File Splitter

The FileSplitter was added in version 4.1.2, and its namespace support was added in version 4.2. The FileSplitter splits text files into individual lines, based on BufferedReader.readLine(). By default, the splitter uses an Iterator to emit lines one at a time as they are read from the file. Setting the iterator property to false causes it to read all the lines into memory before emitting them as messages. One use case for this might be if you want to detect I/O errors on the file before sending any messages containing lines. However, it is only practical for relatively short files.

Inbound payloads can be File, String (a File path), InputStream, or Reader. Other payload types are emitted unchanged.

The following listing shows possible ways to configure a FileSplitter:

  • Java DSL

  • Kotlin DSL

  • Java

  • XML

@SpringBootApplication
public class FileSplitterApplication {

    public static void main(String[] args) {
        new SpringApplicationBuilder(FileSplitterApplication.class)
            .web(false)
            .run(args);
    }

    @Bean
    public IntegrationFlow fileSplitterFlow() {
        return IntegrationFlow
            .from(Files.inboundAdapter(tmpDir.getRoot())
                 .filter(new ChainFileListFilter<File>()
                        .addFilter(new AcceptOnceFileListFilter<>())
                        .addFilter(new ExpressionFileListFilter<>(
                             new FunctionExpression<File>(f -> "foo.tmp".equals(f.getName()))))))
            .split(Files.splitter()
                     .markers()
                     .charset(StandardCharsets.US_ASCII)
                     .firstLineAsHeader("fileHeader")
                     .applySequence(true))
            .channel(c -> c.queue("fileSplittingResultChannel"))
            .get();
    }

}
@Bean
fun fileSplitterFlow() =
    integrationFlow(
        Files.inboundAdapter(tmpDir.getRoot())
            .filter(
                ChainFileListFilter<File?>()
                    .addFilter(AcceptOnceFileListFilter())
                    .addFilter(ExpressionFileListFilter(FunctionExpression { f: File? -> "foo.tmp" == f!!.name }))
            )
    ) {
        split(
            Files.splitter()
                .markers()
                .charset(StandardCharsets.US_ASCII)
                .firstLineAsHeader("fileHeader")
                .applySequence(true)
        )
        channel { queue("fileSplittingResultChannel") }
    }
@Splitter(inputChannel="toSplitter")
@Bean
public MessageHandler fileSplitter() {
    FileSplitter splitter = new FileSplitter(true, true);
    splitter.setApplySequence(true);
    splitter.setOutputChannel(outputChannel);
    return splitter;
}
<int-file:splitter id="splitter" (1)
    iterator=""                  (2)
    markers=""                   (3)
    markers-json=""              (4)
    apply-sequence=""            (5)
    requires-reply=""            (6)
    charset=""                   (7)
    first-line-as-header=""      (8)
    input-channel=""             (9)
    output-channel=""            (10)
    send-timeout=""              (11)
    auto-startup=""              (12)
    order=""                     (13)
    phase="" />                  (14)
1 The bean name of the splitter.
2 Set to true (the default) to use an iterator or false to load the file into memory before sending lines.
3 Set to true to emit start-of-file and end-of-file marker messages before and after the file data.

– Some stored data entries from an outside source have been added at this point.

use crate::source::MemorySource;
use autoquery::{ConnectionConfig, DataError, DataSourceFactory, QueryDataSource, Result};
use std::sync::Arc;
use tracing::{debug, error};

/// Creates [`MemorySource`]s, optionally seeded from a JSON dataset file
/// given as the connection URL.
pub struct MemorySourceFactory;

impl DataSourceFactory for MemorySourceFactory {
    fn backend_type(&self) -> &'static str {
        "memory"
    }

    fn create_source(&self, config: &ConnectionConfig) -> Result<Arc<dyn QueryDataSource>> {
        let Some(path) = config.url.as_deref() else {
            return Ok(Arc::new(MemorySource::new()));
        };

        debug!("Loading memory dataset from {}", path);
        let text = std::fs::read_to_string(path).map_err(|e| {
            error!("Failed to read dataset {}: {}", path, e);
            DataError::ConnectionFailed(format!("Failed to read dataset {}: {}", path, e))
        })?;
        let document = serde_json::from_str(&text)?;
        Ok(Arc::new(MemorySource::from_json(document)?))
    }
}
pub mod describe;
pub mod query;

pub use describe::DescribeCommand;
pub use query::QueryCommand;
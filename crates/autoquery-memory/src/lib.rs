//! In-memory implementations of the autoquery `QueryDataSource` contract
//!
//! - [`MemorySource`]: every operator, joins and aggregates over rows held in
//!   memory. The reference backend.
//! - [`PartitionedMemorySource`]: a hash/range key table that answers key
//!   conditions natively and everything else as post-filters, failing fast on
//!   operator combinations it cannot express.
//!
//! ## Example
//!
//! ```rust,ignore
//! use autoquery_memory::MemorySource;
//!
//! let source = MemorySource::new().with_table(&rockstars)?;
//! let autoquery = AutoQuery::builder(AutoQueryConfig::default())
//!     .add_data_source::<Rockstar>(Arc::new(source))
//!     .register::<QueryRockstars>()?
//!     .build()?;
//! ```

mod cursor;
mod factory;
mod partitioned;
mod rows;
mod source;

pub use cursor::Cursor;
pub use factory::MemorySourceFactory;
pub use partitioned::PartitionedMemorySource;
pub use rows::to_rows;
pub use source::MemorySource;
use crate::models::{QueryAlbums, QueryRockstarAlbums, QueryRockstars, Rockstar, RockstarAlbum};
use autoquery::{
    write_csv_stream, AutoQuery, AutoQueryConfig, ConnectionConfig, DataSourceFactory, QueryBase,
    QueryRequest, RequestContext,
};
use autoquery_memory::MemorySourceFactory;
use clap::{Args, ValueEnum};
use colored::Colorize;
use serde::Serialize;
use std::collections::HashMap;
use std::path::PathBuf;
use std::time::Duration;
use tokio_util::sync::CancellationToken;
use tracing::{debug, info};

#[derive(Clone, Copy, Debug, ValueEnum)]
pub enum Target {
    /// Rockstars
    Rockstars,
    /// Rockstars left joined with their albums
    RockstarAlbums,
    /// Albums
    Albums,
}

#[derive(Clone, Copy, Debug, ValueEnum)]
pub enum OutputFormat {
    /// Response envelope as JSON
    Json,
    /// Rows only, as CSV
    Csv,
}

#[derive(Args)]
pub struct QueryCommand {
    /// JSON dataset of the form {"Rockstar": [...], "RockstarAlbum": [...]}
    #[arg(long, env = "AUTOQUERY_DATA")]
    pub data: PathBuf,

    /// What to query
    #[arg(long, value_enum, default_value = "rockstars")]
    pub target: Target,

    /// Filter as key=value, e.g. `AgeOlderThan=30` or `FirstNames=Jimi,Kurt`
    #[arg(short, long = "param", value_parser = parse_param)]
    pub params: Vec<(String, String)>,

    #[arg(long)]
    pub skip: Option<usize>,

    #[arg(long)]
    pub take: Option<usize>,

    /// Comma separated columns, `-Column` for descending
    #[arg(long)]
    pub order_by: Option<String>,

    #[arg(long)]
    pub order_by_desc: Option<String>,

    /// Comma separated columns to return
    #[arg(long)]
    pub fields: Option<String>,

    /// Aggregates, e.g. `COUNT(*), MAX(Age) as Oldest`
    #[arg(long)]
    pub include: Option<String>,

    #[arg(long, value_enum, default_value = "json")]
    pub format: OutputFormat,

    /// Largest page a query may return; 0 disables the cap
    #[arg(long, env = "AUTOQUERY_MAX_LIMIT", default_value_t = 100)]
    pub max_limit: usize,

    /// Reject params that do not map to any field
    #[arg(long)]
    pub strict: bool,

    /// Abort queries that take longer than this
    #[arg(long, env = "AUTOQUERY_TIMEOUT_MS")]
    pub timeout_ms: Option<u64>,
}

fn parse_param(s: &str) -> Result<(String, String), String> {
    match s.split_once('=') {
        Some((key, value)) if !key.trim().is_empty() => {
            Ok((key.trim().to_string(), value.to_string()))
        }
        _ => Err(format!("expected key=value, got '{}'", s)),
    }
}

impl QueryCommand {
    pub fn execute(self) -> anyhow::Result<()> {
        let rt = tokio::runtime::Runtime::new()?;
        rt.block_on(self.run())
    }

    fn config(&self) -> AutoQueryConfig {
        let max_limit = (self.max_limit > 0).then_some(self.max_limit);
        let config = AutoQueryConfig::default()
            .with_max_limit(max_limit)
            .with_strict(self.strict);
        match self.timeout_ms {
            Some(timeout_ms) => config.with_default_timeout_ms(timeout_ms),
            None => config,
        }
    }

    fn base(&self) -> QueryBase {
        QueryBase {
            skip: self.skip,
            take: self.take,
            order_by: self.order_by.clone(),
            order_by_desc: self.order_by_desc.clone(),
            fields: self.fields.clone(),
            include: self.include.clone(),
        }
    }

    fn build(&self) -> anyhow::Result<AutoQuery> {
        let connection =
            ConnectionConfig::new("memory").with_url(self.data.to_string_lossy().into_owned());
        let source = MemorySourceFactory.create_source(&connection)?;

        let autoquery = AutoQuery::builder(self.config())
            .add_data_source::<Rockstar>(source.clone())
            .add_data_source::<RockstarAlbum>(source)
            .register::<QueryRockstars>()?
            .register::<QueryRockstarAlbums>()?
            .register::<QueryAlbums>()?
            .build()?;
        Ok(autoquery)
    }

    async fn run(self) -> anyhow::Result<()> {
        let autoquery = self.build()?;
        let params: HashMap<String, String> = self.params.iter().cloned().collect();

        let token = CancellationToken::new();
        let ctx = RequestContext::new().with_cancellation(token.clone());
        tokio::spawn(async move {
            if tokio::signal::ctrl_c().await.is_ok() {
                info!("Interrupted, cancelling query");
                token.cancel();
            }
        });

        let base = self.base();
        match self.target {
            Target::Rockstars => {
                let dto = QueryRockstars { base };
                self.print(&autoquery, &dto, &params, &ctx).await?;
            }
            Target::RockstarAlbums => {
                let dto = QueryRockstarAlbums { base };
                self.print(&autoquery, &dto, &params, &ctx).await?;
            }
            Target::Albums => {
                let dto = QueryAlbums { base };
                self.print(&autoquery, &dto, &params, &ctx).await?;
            }
        }

        autoquery.close().await?;
        Ok(())
    }

    async fn print<R>(
        &self,
        autoquery: &AutoQuery,
        dto: &R,
        params: &HashMap<String, String>,
        ctx: &RequestContext,
    ) -> anyhow::Result<()>
    where
        R: QueryRequest,
        R::Into: Default,
    {
        let started = std::time::Instant::now();
        let expr = autoquery.create_query(dto, params, ctx)?;
        debug!("Compiled expression: {:?}", expr.render_where());

        match self.format {
            OutputFormat::Json => {
                let response = autoquery.execute(dto, expr, ctx).await?;
                print_json(&response)?;
                eprintln!(
                    "{} {} of {} rows in {}",
                    "✓".bright_green(),
                    response.results.len(),
                    response.total.to_string().bright_white().bold(),
                    format_elapsed(started.elapsed())
                );
            }
            OutputFormat::Csv => {
                let rows = autoquery.stream(dto, expr, ctx).await?;
                write_csv_stream(rows, std::io::stdout()).await?;
            }
        }
        Ok(())
    }
}

fn print_json<T: Serialize>(value: &T) -> anyhow::Result<()> {
    let text = serde_json::to_string_pretty(value)?;
    println!("{}", text);
    Ok(())
}

fn format_elapsed(elapsed: Duration) -> String {
    if elapsed.as_millis() > 0 {
        format!("{}ms", elapsed.as_millis())
    } else {
        format!("{}µs", elapsed.as_micros())
    }
}
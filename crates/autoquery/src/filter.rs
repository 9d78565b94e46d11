use crate::context::RequestContext;
use crate::error::{DataError, Result};
use crate::expression::QueryExpression;
use crate::model::{Model, QueryRequest};
use std::any::{type_name, Any, TypeId};
use std::fmt;
use std::sync::Arc;

type FilterFn =
    Arc<dyn Fn(&mut QueryExpression, &dyn Any, &RequestContext) -> Result<()> + Send + Sync>;

/// What a custom filter is registered against
#[derive(Debug, Clone, Copy, Eq, PartialEq)]
pub enum FilterTarget {
    /// One request type
    Request {
        type_id: TypeId,
        name: &'static str,
    },
    /// Every request type declaring this marker
    Marker(&'static str),
}

/// A callback that may append or change conditions after binding
#[derive(Clone)]
pub struct CustomFilterRegistration {
    pub target: FilterTarget,
    /// Model the filter was written against; `None` for marker filters on any model
    pub model: Option<&'static str>,
    callback: FilterFn,
}

impl fmt::Debug for CustomFilterRegistration {
    fn fmt(&self, f: &mut fmt::Formatter<'_>) -> fmt::Result {
        f.debug_struct("CustomFilterRegistration")
            .field("target", &self.target)
            .field("model", &self.model)
            .finish()
    }
}

impl CustomFilterRegistration {
    /// Filter for one request type, receiving the typed request
    pub fn for_request<R, F>(callback: F) -> Self
    where
        R: QueryRequest,
        F: Fn(&mut QueryExpression, &R, &RequestContext) -> Result<()> + Send + Sync + 'static,
    {
        let callback: FilterFn = Arc::new(
            move |expr: &mut QueryExpression, dto: &dyn Any, ctx: &RequestContext| {
                let dto = dto.downcast_ref::<R>().ok_or_else(|| {
                    DataError::Internal(format!("filter expected request {}", type_name::<R>()))
                })?;
                callback(expr, dto, ctx)
            },
        );

        Self {
            target: FilterTarget::Request {
                type_id: TypeId::of::<R>(),
                name: type_name::<R>(),
            },
            model: Some(<R::From as Model>::model_name()),
            callback,
        }
    }

    /// Filter for every request carrying `marker`
    pub fn for_marker<F>(marker: &'static str, callback: F) -> Self
    where
        F: Fn(&mut QueryExpression, &RequestContext) -> Result<()> + Send + Sync + 'static,
    {
        Self {
            target: FilterTarget::Marker(marker),
            model: None,
            callback: Arc::new(
                move |expr: &mut QueryExpression, _dto: &dyn Any, ctx: &RequestContext| {
                    callback(expr, ctx)
                },
            ),
        }
    }

    /// Restrict a marker filter to requests over model `M`
    pub fn on_model<M: Model>(mut self) -> Self {
        self.model = Some(M::model_name());
        self
    }

    pub fn applies_to(&self, request: TypeId, markers: &[&str], model: &str) -> bool {
        let target_matches = match self.target {
            FilterTarget::Request { type_id, .. } => type_id == request,
            FilterTarget::Marker(marker) => markers.contains(&marker),
        };
        target_matches && self.model.map_or(true, |m| m == model)
    }

    pub fn invoke(
        &self,
        expr: &mut QueryExpression,
        dto: &dyn Any,
        ctx: &RequestContext,
    ) -> Result<()> {
        (self.callback)(expr, dto, ctx)
    }
}
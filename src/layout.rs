//! Region layout (spec §3, §6): `#[repr(C)]` structures that live inside
//! the caller-supplied byte range. Field order groups wider fields first
//! so `#[repr(C)]` introduces no implicit padding, the same convention
//! the teacher's shared-memory layout follows.

use std::mem::size_of;

/// Size of the fixed header at the start of the region.
pub const HEADER_SIZE: usize = 64;

/// `count` tag meaning an empty slot.
pub const EMPTY: i32 = 0;

/// `count` tag meaning a collision member (home index lives in `hash`).
pub const COLLISION_MEMBER: i32 = -1;

/// `count` tag meaning a spill fragment (prev-link lives in `hash`).
pub const SPILL_FRAGMENT: i32 = -2;

/// Sentinel for "no link" in `link`/`hash` chain fields.
pub const LINK_NONE: i32 = -1;

/// Header lives at offset 0 of the region (spec §3 "Region").
///
/// There is deliberately no magic/version field (spec §6): compatibility
/// between writer and reader is by build identity, not by a stamped tag.
#[repr(C)]
#[derive(Debug)]
pub struct Header {
    pub maxslots: i32,
    pub usedslots: i32,
    pub num: i32,
    pub _pad: [u8; HEADER_SIZE - 3 * size_of::<i32>()],
}

const _: () = assert!(size_of::<Header>() == HEADER_SIZE);

/// One fixed-size slot record (spec §3 "Slot record").
///
/// `body` overlays a head/collision-member payload and a spill payload in
/// the same byte footprint, exactly as spec §3 describes: which
/// interpretation applies is determined entirely by `count`, never stored
/// redundantly.
#[repr(C)]
#[derive(Clone, Copy)]
pub struct SlotRecord<const K: usize, const V: usize, const VS: usize> {
    pub count: i32,
    pub hash: i32,
    pub link: i32,
    pub size: i32,
    pub body: SlotBody<K, V, VS>,
}

impl<const K: usize, const V: usize, const VS: usize> SlotRecord<K, V, VS> {
    pub const SIZE: usize = size_of::<Self>();

    /// Forces `V`/`VS` to be checked at monomorphization time; referenced
    /// once from every table constructor.
    pub const NONZERO_WIDTHS: () = assert!(V > 0 && VS > 0, "V and VS must both be positive");
}

#[repr(C)]
#[derive(Clone, Copy)]
pub union SlotBody<const K: usize, const V: usize, const VS: usize> {
    pub head: HeadBody<K, V>,
    pub spill: SpillBody<VS>,
}

/// Key/value payload of a head or collision-member slot.
#[repr(C)]
#[derive(Clone, Copy)]
pub struct HeadBody<const K: usize, const V: usize> {
    pub key: [u8; K],
    pub keymd5: [u8; 16],
    pub keylen: u32,
    pub value: [u8; V],
}

/// Value-continuation payload of a spill fragment.
#[repr(C)]
#[derive(Clone, Copy)]
pub struct SpillBody<const VS: usize> {
    pub value: [u8; VS],
}

/// Total region size in bytes for a table of `maxslots` slots (spec §4.1).
pub fn region_bytes<const K: usize, const V: usize, const VS: usize>(maxslots: u32) -> usize {
    HEADER_SIZE + maxslots as usize * SlotRecord::<K, V, VS>::SIZE
}

/// Largest `maxslots` that fits in `bytes` given the slot geometry.
pub fn maxslots_for_bytes<const K: usize, const V: usize, const VS: usize>(bytes: usize) -> u32 {
    if bytes <= HEADER_SIZE {
        return 0;
    }
    ((bytes - HEADER_SIZE) / SlotRecord::<K, V, VS>::SIZE) as u32
}

#[cfg(test)]
mod tests {
    use super::*;

    #[test]
    fn region_bytes_is_monotone_in_maxslots() {
        let a = region_bytes::<16, 32, 32>(10);
        let b = region_bytes::<16, 32, 32>(20);
        assert!(b > a);
    }

    #[test]
    fn region_of_exact_size_round_trips_maxslots() {
        let n = 37u32;
        let bytes = region_bytes::<16, 32, 32>(n);
        assert_eq!(maxslots_for_bytes::<16, 32, 32>(bytes), n);
    }
}
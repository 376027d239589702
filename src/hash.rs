//! Hash primitives (spec §2.1, §4.2).
//!
//! Both are pure functions over a byte slice. The home-index hash
//! (MurmurHash3-32) is part of the region's ABI: every process attaching
//! the same region must compute the same home index for the same key, so
//! the seed is fixed at zero and never randomized (spec Non-goals).

use md5::{Digest, Md5};

/// `murmur3_32(key) mod maxslots` is the home index of `key` (spec §4.2).
///
/// Seeded with zero so the result is reproducible across processes and
/// across runs — hash randomization is explicitly out of scope.
pub fn murmur3_32(bytes: &[u8]) -> u32 {
    murmur3::murmur3_32(&mut std::io::Cursor::new(bytes), 0)
        .expect("murmur3_32 over an in-memory Cursor never fails")
}

/// Full 128-bit MD5 digest of a key, used to disambiguate truncated keys
/// longer than the inline key width `K` (spec §3 "Keys").
pub fn md5_digest(bytes: &[u8]) -> [u8; 16] {
    let mut hasher = Md5::new();
    hasher.update(bytes);
    hasher.finalize().into()
}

Markers are messages with FileSplitter.FileMarker payloads (with START and END values in the mark property). You might use markers when sequentially processing files in a downstream flow where some lines are filtered. They enable the downstream processing to know when a file has been completely processed. In addition, a file_marker header that contains START or END is added to these messages. The END marker includes a line count. If the file is empty, only START and END markers are emitted with 0 as the lineCount. The default is false. When true, apply-sequence is false by default. See also markers-json (the next attribute).
4 When markers is true, set this to true to have the FileMarker objects be converted to a JSON string. (Uses a SimpleJsonSerializer underneath).
5 Set to false to disable the inclusion of sequenceSize and sequenceNumber headers in messages. The default is true, unless markers is true. When true and markers is true, the markers are included in the sequencing. When true and iterator is true, the sequenceSize header is set to 0, because the size is unknown.
6 Set to true to cause a RequiresReplyException to be thrown if there are no lines in the file. The default is false.
7 Set the charset name to be used when reading text data into String payloads. The default is the platform charset.
8 The header name for the first line to be carried as a header in the messages emitted for the remaining lines. Since version 5.0.
9 Set the input channel used to send messages to the splitter.
10 Set the output channel to which messages are sent.
11 Set the send timeout. Only applies if the output-channel can block — such as a full QueueChannel.
12 Set to false to disable automatically starting the splitter when the context is refreshed. The default is true.
13 Set the order of this endpoint if the input-channel is a <publish-subscribe-channel/>.
14 Set the startup phase for the splitter (used when auto-startup is true).

The FileSplitter also splits any text-based InputStream into lines. Starting with version 4.3, when used in conjunction with an FTP or SFTP streaming inbound channel adapter or an FTP or SFTP outbound gateway that uses the stream option to retrieve a file, the splitter automatically closes the session that supports the stream when the file is completely consumed See FTP Streaming Inbound Channel Adapter and SFTP Streaming Inbound Channel Adapter as well as FTP Outbound Gateway and SFTP Outbound Gateway for more information about these facilities.

When using Java configuration, an additional constructor is available, as the following example shows:

public FileSplitter(boolean iterator, boolean markers, boolean markersJson)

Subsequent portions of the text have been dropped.